The authors identified five main disciplines that are essential for creating Physical AI: materials science, mechanical engineering, computer science, biology and chemistry.
Professor Kovac said: “The notion of AI is often confined to computers, smartphones and data intensive computation. We are proposing to think of AI in a broader sense and co-develop physical morphologies, learning systems, embedded sensors, fluid logic and integrated actuation. This Physical AI is the new frontier in robotics research and will have major impact in the decades to come, and co-evolving students’ skills in an integrative and multidisciplinary way could unlock some key ideas for students and researchers alike.”
The researchers say that achieving nature-like functionality in robots requires combining conventional robotics and AI with other disciplines to create Physical AI as its own discipline.
Professor Kovac said: “We envision Physical AI robots being evolved and grown in the lab by using a variety of unconventional materials and research methods. Researchers will need a much broader stock of skills for building lifelike robots. Cross-disciplinary collaborations and partnerships will be very important.”
One example of such a partnership is the Imperial-Empa joint Materials and Technology Centre of Robotics that links up Empa’s material science expertise with Imperial’s Aerial Robotics Laboratory.
The authors also propose intensifying research activities in Physical AI by supporting teachers on both the institutional and community level. They suggest hiring and supporting faculty members whose priority will be multidisciplinary Physical AI research.
Co-lead author Dr Aslan Miriyev of Empa and the Department of Aeronautics at Imperial said: “Such backing is especially needed as working in the multidisciplinary playground requires daring to leave the comfort zones of narrow disciplinary knowledge for the sake of a high-risk research and career uncertainty.

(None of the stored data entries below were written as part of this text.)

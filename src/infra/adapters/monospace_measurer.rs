use unicode_width::UnicodeWidthStr;

use tabalign_app::ports::TextMeasurer;
use tabalign_domain::FontContext;

/// Measures text as a run of monospace cells.
///
/// Wide (CJK) characters count as two cells, zero-width ones as none.
#[derive(Debug, Clone, Copy, Default)]
pub struct MonospaceMeasurer;

impl MonospaceMeasurer {
    pub fn new() -> Self {
        Self
    }

    pub fn cells(text: &str) -> usize {
        text.width()
    }
}

impl TextMeasurer for MonospaceMeasurer {
    fn measure(&self, text: &str, font: &FontContext) -> f64 {
        Self::cells(text) as f64 * font.cell_advance_px()
    }
}
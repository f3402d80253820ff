pub mod adapters;
pub mod components;
pub mod event;
pub mod theme;
pub mod tui;
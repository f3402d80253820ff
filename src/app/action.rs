use tabalign_domain::AlignMode;

#[derive(Debug, Clone, PartialEq, Eq)]
pub enum Action {
    None,
    Quit,
    Render,
    Resize(u16, u16),
    SelectNextColumn,
    SelectPreviousColumn,
    SetAlign(AlignMode),
    CycleAlign,
    ApplyAlignment,
    RemoveAlignment,
}

impl Action {
    pub fn is_none(&self) -> bool {
        matches!(self, Action::None)
    }
}
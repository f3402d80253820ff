pub mod renderer;

pub use renderer::TuiRenderer;
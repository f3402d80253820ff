use ratatui::buffer::Buffer;
use ratatui::layout::Rect;
use ratatui::style::{Modifier, Style};
use ratatui::widgets::Widget;
use unicode_width::UnicodeWidthStr;

use tabalign_app::ports::TableAccess;
use tabalign_domain::{CellRef, TableId};

use super::cell_text::layout_cell;
use crate::theme::Theme;

/// Draws a table from whatever its host reports: column boxes come from
/// `column_box_width`, cell padding and justification from `cell_style`.
pub struct TableView<'a, T: TableAccess + ?Sized> {
    tables: &'a T,
    table: TableId,
    selected_column: Option<usize>,
}

impl<'a, T: TableAccess + ?Sized> TableView<'a, T> {
    pub fn new(tables: &'a T, table: TableId) -> Self {
        Self {
            tables,
            table,
            selected_column: None,
        }
    }

    pub fn selected_column(mut self, column: Option<usize>) -> Self {
        self.selected_column = column;
        self
    }
}

/// Column box widths in whole cells, cut to fit `available`.
pub fn column_widths<T: TableAccess + ?Sized>(
    tables: &T,
    table: TableId,
    column_count: usize,
    cell_px: f64,
    available: u16,
) -> Vec<u16> {
    let mut remaining = available;
    (0..column_count)
        .map(|column| {
            let px = tables.column_box_width(table, column);
            let cells = if cell_px > 0.0 && px.is_finite() {
                (px / cell_px).floor().max(0.0) as u16
            } else {
                0
            };
            let cells = cells.min(remaining);
            remaining -= cells;
            cells
        })
        .collect()
}

impl<T: TableAccess + ?Sized> Widget for TableView<'_, T> {
    fn render(self, area: Rect, buf: &mut Buffer) {
        let snapshot = self.tables.snapshot(self.table);
        let cell_px = self.tables.font_context(self.table).cell_advance_px();
        if area.is_empty() || snapshot.column_count() == 0 || cell_px <= 0.0 {
            return;
        }

        let widths = column_widths(
            self.tables,
            self.table,
            snapshot.column_count(),
            cell_px,
            area.width,
        );
        let visible_rows = snapshot
            .row_count
            .min(usize::from(area.height.saturating_sub(1)));

        let header_style = Style::default()
            .bg(Theme::TABLE_HEADER_BG)
            .fg(Theme::TEXT_PRIMARY)
            .add_modifier(Modifier::BOLD);

        let mut x = area.x;
        for (column, (cells, &width)) in snapshot.columns.iter().zip(&widths).enumerate() {
            if width == 0 {
                continue;
            }
            let selected = self.selected_column == Some(column);

            let header_cell_style = self
                .tables
                .cell_style(self.table, CellRef::Header { column });
            let header = layout_cell(
                cells.header.as_deref().unwrap_or(""),
                width,
                &header_cell_style,
                cell_px,
            );
            let style = if selected {
                header_style.bg(Theme::SELECTED_HEADER_BG)
            } else {
                header_style
            };
            buf.set_stringn(x, area.y, &header, usize::from(width), style);

            let body_style = Style::default().fg(if selected {
                Theme::TEXT_ACCENT
            } else {
                Theme::TEXT_PRIMARY
            });
            for row in 0..visible_rows {
                let Some(Some(text)) = cells.body.get(row) else {
                    continue;
                };
                let cell_style = self
                    .tables
                    .cell_style(self.table, CellRef::Body { row, column });
                let line = layout_cell(text, width, &cell_style, cell_px);
                let y = area.y + 1 + row as u16;
                buf.set_stringn(x, y, &line, usize::from(width), body_style);
            }

            x += width;
        }
    }
}

/// Renders the whole table once, header first, as plain lines with
/// trailing blanks removed.
pub fn render_table_lines<T: TableAccess + ?Sized>(
    tables: &T,
    table: TableId,
    width: u16,
) -> Vec<String> {
    let rows = tables.snapshot(table).row_count;
    let height = u16::try_from(rows + 1).unwrap_or(u16::MAX);
    let area = Rect::new(0, 0, width, height);
    let mut buf = Buffer::empty(area);

    TableView::new(tables, table).render(area, &mut buf);

    (0..height)
        .map(|y| {
            let mut line = String::new();
            let mut x = 0;
            while x < width {
                let symbol = buf[(x, y)].symbol();
                line.push_str(symbol);
                x += symbol.width().max(1) as u16;
            }
            line.trim_end().to_string()
        })
        .collect()
}
pub mod options_file;
pub mod paths;

pub use options_file::{OptionsFile, OptionsFileError};
pub use paths::{default_config_path, log_dir};
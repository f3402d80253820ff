use std::fs;
use std::io;
use std::path::PathBuf;

const APP_DIR: &str = "tabalign";

pub fn default_config_path() -> Option<PathBuf> {
    dirs::config_dir().map(|dir| dir.join(APP_DIR).join("config.toml"))
}

pub fn log_dir() -> io::Result<PathBuf> {
    let cache_base = dirs::cache_dir()
        .ok_or_else(|| io::Error::new(io::ErrorKind::NotFound, "Could not find cache directory"))?;
    let dir = cache_base.join(APP_DIR);

    if !dir.exists() {
        fs::create_dir_all(&dir)?;
    }

    Ok(dir)
}

#[cfg(test)]
mod tests {
    use super::*;

    #[test]
    fn config_path_ends_with_app_file() {
        if let Some(path) = default_config_path() {
            assert!(path.ends_with("tabalign/config.toml"));
        }
    }
}
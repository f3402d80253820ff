use std::collections::BTreeMap;

use serde::{Deserialize, Serialize};

use super::align::AlignMode;

#[derive(Debug, Clone, Copy, Default, PartialEq, Eq, Serialize, Deserialize)]
pub struct ColumnConfig {
    #[serde(default)]
    pub align: AlignMode,
}

impl ColumnConfig {
    pub fn new(align: AlignMode) -> Self {
        Self { align }
    }
}

/// Per-column settings keyed by column index; absent columns use defaults.
#[derive(Debug, Clone, Default, PartialEq, Eq)]
pub struct ColumnConfigs {
    entries: BTreeMap<usize, ColumnConfig>,
}

impl ColumnConfigs {
    pub fn new() -> Self {
        Self::default()
    }

    pub fn with(mut self, index: usize, config: ColumnConfig) -> Self {
        self.entries.insert(index, config);
        self
    }

    pub fn get(&self, index: usize) -> ColumnConfig {
        self.entries.get(&index).copied().unwrap_or_default()
    }

    pub fn set_align(&mut self, index: usize, align: AlignMode) {
        self.entries.entry(index).or_default().align = align;
    }

    /// Entries of `other` replace entries of `self` with the same index.
    pub fn merge(&mut self, other: &ColumnConfigs) {
        for (index, config) in &other.entries {
            self.entries.insert(*index, *config);
        }
    }

    pub fn len(&self) -> usize {
        self.entries.len()
    }

    pub fn is_empty(&self) -> bool {
        self.entries.is_empty()
    }
}

impl FromIterator<(usize, ColumnConfig)> for ColumnConfigs {
    fn from_iter<I: IntoIterator<Item = (usize, ColumnConfig)>>(iter: I) -> Self {
        Self {
            entries: iter.into_iter().collect(),
        }
    }
}
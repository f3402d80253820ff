//! Resize registrations, at most one per table.

use std::collections::HashMap;

use tabalign_domain::{ColumnConfigs, TableId};

/// Handle returned when a table is registered for resize re-runs.
///
/// Releasing a handle whose registration was already replaced does nothing.
#[derive(Debug, PartialEq, Eq)]
#[must_use]
pub struct ResizeSubscription {
    table: TableId,
    token: u64,
}

impl ResizeSubscription {
    pub fn table(&self) -> TableId {
        self.table
    }
}

#[derive(Debug)]
struct Registration {
    token: u64,
    columns: ColumnConfigs,
}

#[derive(Debug, Default)]
pub struct ResizeRegistry {
    next_token: u64,
    entries: HashMap<TableId, Registration>,
}

impl ResizeRegistry {
    pub fn new() -> Self {
        Self::default()
    }

    /// Registers `table`, replacing any earlier registration for it.
    pub fn register(&mut self, table: TableId, columns: ColumnConfigs) -> ResizeSubscription {
        self.next_token += 1;
        let token = self.next_token;
        self.entries.insert(table, Registration { token, columns });
        ResizeSubscription { table, token }
    }

    pub fn release(&mut self, subscription: ResizeSubscription) -> bool {
        match self.entries.get(&subscription.table) {
            Some(entry) if entry.token == subscription.token => {
                self.entries.remove(&subscription.table);
                true
            }
            _ => false,
        }
    }

    pub fn unregister(&mut self, table: TableId) -> bool {
        self.entries.remove(&table).is_some()
    }

    pub fn columns(&self, table: TableId) -> Option<&ColumnConfigs> {
        self.entries.get(&table).map(|entry| &entry.columns)
    }

    pub fn is_registered(&self, table: TableId) -> bool {
        self.entries.contains_key(&table)
    }

    pub fn len(&self) -> usize {
        self.entries.len()
    }

    pub fn is_empty(&self) -> bool {
        self.entries.is_empty()
    }
}
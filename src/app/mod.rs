//! Alignment core and the viewer's application layer.
//!
//! [`allocator`] and [`aligner`] are pure functions over column texts;
//! [`service::AlignmentService`] drives them against a [`ports::TableAccess`]
//! implementation and keeps resize registrations.

pub mod action;
pub mod aligner;
pub mod allocator;
pub mod anchor;
pub mod effect;
pub mod effect_runner;
pub mod error;
pub mod ports;
pub mod reducer;
pub mod resize;
pub mod service;
pub mod state;

#[cfg(any(test, feature = "test-support"))]
pub mod test_support;

pub use aligner::align_column;
pub use allocator::allocate_column_widths;
pub use error::AlignError;
pub use resize::{ResizeRegistry, ResizeSubscription};
pub use service::{AlignmentService, AppliedAlignment, TablePass, clear_alignment};
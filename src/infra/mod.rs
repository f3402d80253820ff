pub mod adapters;
pub mod config;
pub mod import;
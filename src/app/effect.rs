//! Side effects returned by the reducer, executed by EffectRunner.

#[derive(Debug, Clone, PartialEq, Eq)]
pub enum Effect {
    Render,
    ApplyAlignment,
    RemoveAlignment,
    /// Host container changed size, in terminal cells.
    ResizeContainer { width_cells: u16 },
}
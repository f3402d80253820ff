use ratatui::Frame;
use ratatui::layout::{Constraint, Layout};

use tabalign_app::ports::TableAccess;
use tabalign_app::state::AppState;

use super::status_bar::StatusBar;
use super::table_view::TableView;
use super::title_bar::TitleBar;

pub struct MainLayout;

impl MainLayout {
    pub fn render(frame: &mut Frame, state: &AppState, tables: &dyn TableAccess) {
        let area = frame.area();

        let [title_area, table_area, status_area] = Layout::vertical([
            Constraint::Length(1),
            Constraint::Min(1),
            Constraint::Length(1),
        ])
        .areas(area);

        TitleBar::render(frame, title_area, state);
        frame.render_widget(
            TableView::new(tables, state.table).selected_column(Some(state.selected_column)),
            table_area,
        );
        StatusBar::render(frame, status_area, state);
    }
}
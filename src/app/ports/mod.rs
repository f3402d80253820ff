pub mod renderer;
pub mod table_access;
pub mod text_measurer;

pub use renderer::Renderer;
pub use table_access::{TableAccess, TableHost};
pub use text_measurer::TextMeasurer;

#[cfg(test)]
pub use text_measurer::MockTextMeasurer;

“Creating lifelike robots has thus far been an impossible task, but it could be made possible by including Physical AI in the higher education system. Developing skills and research in Physical AI could bring us closer than ever to redefining human-robot and robot-environment interaction.”
The researchers hope that their work will encourage active discussion of the topic and will lead to integration of Physical AI disciplines in the educational mainstream.
The researchers intend to implement the Physical AI methodology in their research and education activities to pave the way to human-robot ecosystems.